It is an immediate generalization of a famous Czech Problem from 2000. See here.

For $n=m=1$, we have equality. I will prove that $(1-x_1x_2\cdots x_n)^m+(1-y_1^m)(1-y_2^m)\cdots(1-y_n^m)\ge 1$. Let's prove this by induction over $n$. Check that it is true for $n=1$. For $n=2$, we have $(1-(1-y_1)(1-y_2))^m+(1-y_1^m)(1-y_2^m)\ge 1\Leftrightarrow (y_1+y_2-y_1y_2)^m\ge y_1^m+y_2^m-(y_1y_2)^m\Leftrightarrow (y_1+y_2-y_1y_2)^m+(y_1y_2)^m\ge y_1^m+y_2^m$. Let $y_1+y_2=A$ and suppose that $y_1\ge y_2$. Then, $\frac A2\ge y_2>y_1y_2>0$. Let $f(x)=(A-x)^m+x^m$. We have $f'(x)=mx^{m-1}-m(A-x)^{m-1}=m(x^{m-1}-(A-x)^{m-1})\leq 0$ where $\frac A2\ge x>0$. Hence, $f$ is non-increasing in the interval $\left[0,\frac A2\right]$. Since $\frac A2\ge y_2>y_1y_2>0$, we have $f(y_1y_2)\ge f(y_2)$. Thus, $(y_1+y_2-y_1y_2)^m+(y_1y_2)^m\ge y_1^m+y_2^m$, as desired.
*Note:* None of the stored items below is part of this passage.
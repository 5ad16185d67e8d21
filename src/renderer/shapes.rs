//! Shape generation for the playfield

use crate::sim::{GameState, ItemKind, Rect};

/// Deep water
const BACKGROUND: [f32; 4] = [0.02, 0.18, 0.35, 1.0];
/// Net
const NET: [f32; 4] = [0.95, 0.85, 0.55, 1.0];
/// Plastic
const PLASTIC: [f32; 4] = [0.85, 0.9, 0.95, 0.9];
/// Fish
const FISH: [f32; 4] = [1.0, 0.55, 0.1, 1.0];
/// Hitbox outline (debug)
const HITBOX: [f32; 4] = [1.0, 0.0, 0.3, 1.0];

/// A rectangle to paint, filled or outlined
#[derive(Debug, Clone, PartialEq)]
pub struct DrawRect {
    pub rect: Rect,
    pub color: [f32; 4],
    pub filled: bool,
}

/// Item color by kind
fn item_color(kind: ItemKind) -> [f32; 4] {
    match kind {
        ItemKind::Collectible => PLASTIC,
        ItemKind::Decoy => FISH,
    }
}

/// Build the draw list: background, items in spawn order, then the net on top
pub fn build_draw_list(state: &GameState, show_hitboxes: bool) -> Vec<DrawRect> {
    let mut list = Vec::with_capacity(2 + state.items.len() * 2);

    list.push(DrawRect {
        rect: Rect::new(0.0, 0.0, state.canvas.x, state.canvas.y),
        color: BACKGROUND,
        filled: true,
    });

    for item in &state.items {
        list.push(DrawRect {
            rect: item.rect(),
            color: item_color(item.kind),
            filled: true,
        });
    }

    list.push(DrawRect {
        rect: state.player.rect(),
        color: NET,
        filled: true,
    });

    if show_hitboxes {
        let outlines: Vec<DrawRect> = state
            .items
            .iter()
            .map(|i| i.rect())
            .chain(std::iter::once(state.player.rect()))
            .map(|rect| DrawRect {
                rect,
                color: HITBOX,
                filled: false,
            })
            .collect();
        list.extend(outlines);
    }

    list
}

/// CSS `rgba()` string for a canvas fill/stroke style
pub fn css_color(color: [f32; 4]) -> String {
    let channel = |c: f32| (c.clamp(0.0, 1.0) * 255.0).round() as u8;
    format!(
        "rgba({}, {}, {}, {})",
        channel(color[0]),
        channel(color[1]),
        channel(color[2]),
        color[3].clamp(0.0, 1.0)
    )
}
//! End-to-end round behavior through the public API

use vida_submarina::consts::{CANVAS_HEIGHT, REFERENCE_FRAME_MS};
use vida_submarina::platform::{InputMode, InputState};
use vida_submarina::sim::{GameEvent, GameOverReason, GamePhase, ItemKind, Simulation};
use vida_submarina::Tuning;

const FRAME: f64 = REFERENCE_FRAME_MS as f64;

fn still() -> InputState {
    InputState::new(InputMode::Keyboard)
}

/// Tuning whose spawner never fires within a round
fn no_spawns() -> Tuning {
    Tuning {
        spawn_base_ms: 1.0e12,
        spawn_floor_ms: 1.0e12,
        ..Default::default()
    }
}

#[test]
fn one_interval_spawns_one_item_and_a_missed_plastic_costs_a_life() {
    let mut sim = Simulation::new(Tuning::default(), 2024);
    assert!(sim.start());
    let input = still();

    // 75 * 16ms = 1200ms, exactly one tier-1 spawn interval
    let mut spawned = 0;
    for _ in 0..75 {
        spawned += sim
            .update(FRAME, &input)
            .iter()
            .filter(|e| matches!(e, GameEvent::ItemSpawned { .. }))
            .count();
    }
    assert_eq!(spawned, 1);
    assert_eq!(sim.state().items.len(), 1);

    let item = &mut sim.state_mut().items[0];
    item.kind = ItemKind::Collectible;
    item.pos.y = CANVAS_HEIGHT + 1.0;
    let id = item.id;

    let events = sim.update(FRAME, &input);
    assert!(events.contains(&GameEvent::ItemMissed {
        id,
        kind: ItemKind::Collectible
    }));
    assert_eq!(sim.state().lives, 2);
    assert!(sim.state().items.is_empty());
}

#[test]
fn timer_runs_out_after_thirty_seconds() {
    let mut sim = Simulation::new(no_spawns(), 1);
    sim.start();
    let input = still();

    for _ in 0..1874 {
        assert!(sim.update(FRAME, &input).is_empty());
    }
    assert!(sim.is_running());
    assert_eq!(sim.state().seconds_left(), 1);

    let events = sim.update(FRAME, &input);
    assert_eq!(
        events,
        vec![GameEvent::GameOver {
            reason: GameOverReason::TimeExpired,
            score: 0
        }]
    );
    assert!(!sim.is_running());
    assert_eq!(sim.state().time_remaining(), 0.0);
    assert_eq!(sim.state().game_over_reason, Some(GameOverReason::TimeExpired));
}

#[test]
fn lives_floor_at_zero_with_a_single_game_over() {
    let mut sim = Simulation::new(no_spawns(), 1);
    sim.start();
    let input = still();

    let mut game_overs = 0;
    for round in 0..6 {
        let state = sim.state_mut();
        let id = state.next_item_id();
        let mut item = vida_submarina::sim::Item::new(id, ItemKind::Collectible, 10.0, 1.0, 0.0);
        item.pos.y = CANVAS_HEIGHT + 1.0 + round as f32;
        state.items.push(item);

        game_overs += sim
            .update(FRAME, &input)
            .iter()
            .filter(|e| matches!(e, GameEvent::GameOver { .. }))
            .count();
    }

    assert_eq!(game_overs, 1);
    assert_eq!(sim.state().lives, 0);
    assert_eq!(sim.state().phase, GamePhase::GameOver);
    assert_eq!(sim.state().game_over_reason, Some(GameOverReason::NoLivesLeft));
}

#[test]
fn start_after_game_over_restores_defaults() {
    let mut sim = Simulation::new(Tuning::default(), 77);
    sim.start();
    let input = still();

    // Let the round play out untouched; misses and the clock end it
    while sim.is_running() {
        sim.update(FRAME, &input);
    }
    assert_eq!(sim.state().phase, GamePhase::GameOver);

    assert!(sim.start());
    let state = sim.state();
    assert_eq!(state.lives, 3);
    assert_eq!(state.score, 0);
    assert_eq!(state.tier, 1);
    assert_eq!(state.time_remaining(), 30.0);
    assert!(state.items.is_empty());
    assert_eq!(state.spawn_accumulator_ms, 0.0);
    assert_eq!(state.game_over_reason, None);
}

#[test]
fn same_seed_same_round() {
    let mut a = Simulation::new(Tuning::default(), 99);
    let mut b = Simulation::new(Tuning::default(), 99);
    a.start();
    b.start();
    let mut input = InputState::default();

    for i in 0..600 {
        input.pointer_moved((i * 7 % 800) as f32);
        let ea = a.update(FRAME, &input);
        let eb = b.update(FRAME, &input);
        assert_eq!(ea, eb);
    }
    assert_eq!(a.state().score, b.state().score);
    assert_eq!(a.state().items.len(), b.state().items.len());
}

#[test]
fn state_serializes_for_debug_dumps() {
    let mut sim = Simulation::new(Tuning::default(), 5);
    sim.start();
    for _ in 0..100 {
        sim.update(FRAME, &still());
    }
    let json = serde_json::to_value(sim.state()).expect("serialize");
    assert_eq!(json["lives"], 3);
    assert_eq!(json["phase"], "Running");
    assert!(json["items"].is_array());
}

#[test]
fn zero_lives_tuning_still_plays_a_round() {
    let tuning = Tuning::from_json(r#"{ "starting_lives": 0 }"#).expect("valid json");
    let mut sim = Simulation::new(tuning, 5);
    assert!(sim.start());
    assert_eq!(sim.state().lives, 1);
    sim.update(FRAME, &still());
    assert!(sim.is_running());
}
Assume that $(1-x_1x_2\cdots x_n)^m+(1-y_1^m)(1-y_2^m)\cdots(1-y_n^m)\ge 1$ where $n\ge 2$. Let's show that $(1-x_1x_2\cdots x_{n+1})^m+(1-y_1^m)(1-y_2^m)\cdots(1-y_{n+1}^m)\ge 1$. $(1-(x_1x_2)\cdots x_{n+1})^m+(1-y_1^m)(1-y_2^m)\cdots(1-y_{n+1}^m)\ge \left[1-(1-(1-x_1x_2)^m)(1-y_3^m)(1-y_4^m)\cdots (1-y_{n+1}^m)\right]+$ $(1-y_1^m)(1-y_2^m)\cdots(1-y_{n+1}^m)\ge \left[1-(1-(1-(1-y_1^m)(1-y_2^m)))(1-y_3^m)(1-y_4^m)\cdots (1-y_{n+1}^m)\right]+(1-y_1^m)(1-y_2^m)\cdots(1-y_{n+1}^m)=$ $\left[1-(1-y_1^m)(1-y_2^m)(1-y_3^m)(1-y_4^m)\cdots (1-y_{n+1}^m)\right]+(1-y_1^m)(1-y_2^m)\cdots(1-y_{n+1}^m)=1$, as desired. Hence completes the proof.